Please give the number of lines in the material below that contain "nFile", without further comment.

**GIVEN DATA**:
• • • • • • •

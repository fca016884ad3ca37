use std::path::PathBuf;
use thiserror::Error;

/// Errors that abort a pack run.
///
/// Problems with individual input files never show up here; those become a
/// [`SkipReason`](crate::SkipReason) and the walk moves on.
#[derive(Debug, Error)]
pub enum PackError {
    #[error("I/O error on {path}: {source}")]
    Io {
        path: PathBuf,
        source: std::io::Error,
    },
    #[error("Invalid root directory: {0}")]
    InvalidRoot(PathBuf),
}

impl PackError {
    pub(crate) fn io(path: impl Into<PathBuf>, source: std::io::Error) -> Self {
        PackError::Io {
            path: path.into(),
            source,
        }
    }
}
//! Record format of the snapshot file.
//!
//! Every packed file becomes one record:
//!
//! ```text
//! ================================================================================
//! File: ./src/main.rs
//! ================================================================================
//! <content>
//!
//! ```
//!
//! The content is copied byte for byte and followed by two newlines.

use std::io::{self, Write};
use std::path::Path;

/// Width of the `=` delimiter lines.
pub const DELIMITER_WIDTH: usize = 80;

/// Formats a single record into a string.
pub fn format_record(path: &Path, content: &str) -> String {
    let delimiter = "=".repeat(DELIMITER_WIDTH);
    let mut out = String::with_capacity(content.len() + 2 * DELIMITER_WIDTH + 64);
    out.push_str(&delimiter);
    out.push('\n');
    out.push_str(&format!("File: {}\n", path.display()));
    out.push_str(&delimiter);
    out.push('\n');
    out.push_str(content);
    out.push_str("\n\n");
    out
}

/// Appends a record to `writer`.
pub fn write_record<W: Write>(writer: &mut W, path: &Path, content: &str) -> io::Result<()> {
    writer.write_all(format_record(path, content).as_bytes())
}

#[cfg(test)]
mod tests {
    use super::*;

    #[test]
    fn record_layout() {
        let record = format_record(Path::new("./a.txt"), "hello");
        let line = "=".repeat(80);
        assert_eq!(record, format!("{line}\nFile: ./a.txt\n{line}\nhello\n\n"));
    }

    #[test]
    fn content_is_not_normalized() {
        let record = format_record(Path::new("./crlf.txt"), "a\r\nb\n");
        assert!(record.contains("\nFile: ./crlf.txt\n"));
        assert!(record.ends_with("a\r\nb\n\n\n"));
    }

    #[test]
    fn write_appends() {
        let mut buf = Vec::new();
        write_record(&mut buf, Path::new("./x"), "1").unwrap();
        write_record(&mut buf, Path::new("./y"), "2").unwrap();
        let text = String::from_utf8(buf).unwrap();
        assert_eq!(text.matches("File: ").count(), 2);
        assert!(text.find("./x").unwrap() < text.find("./y").unwrap());
    }
}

• • • • • • •

**COMPLETED EXERCISE**: 2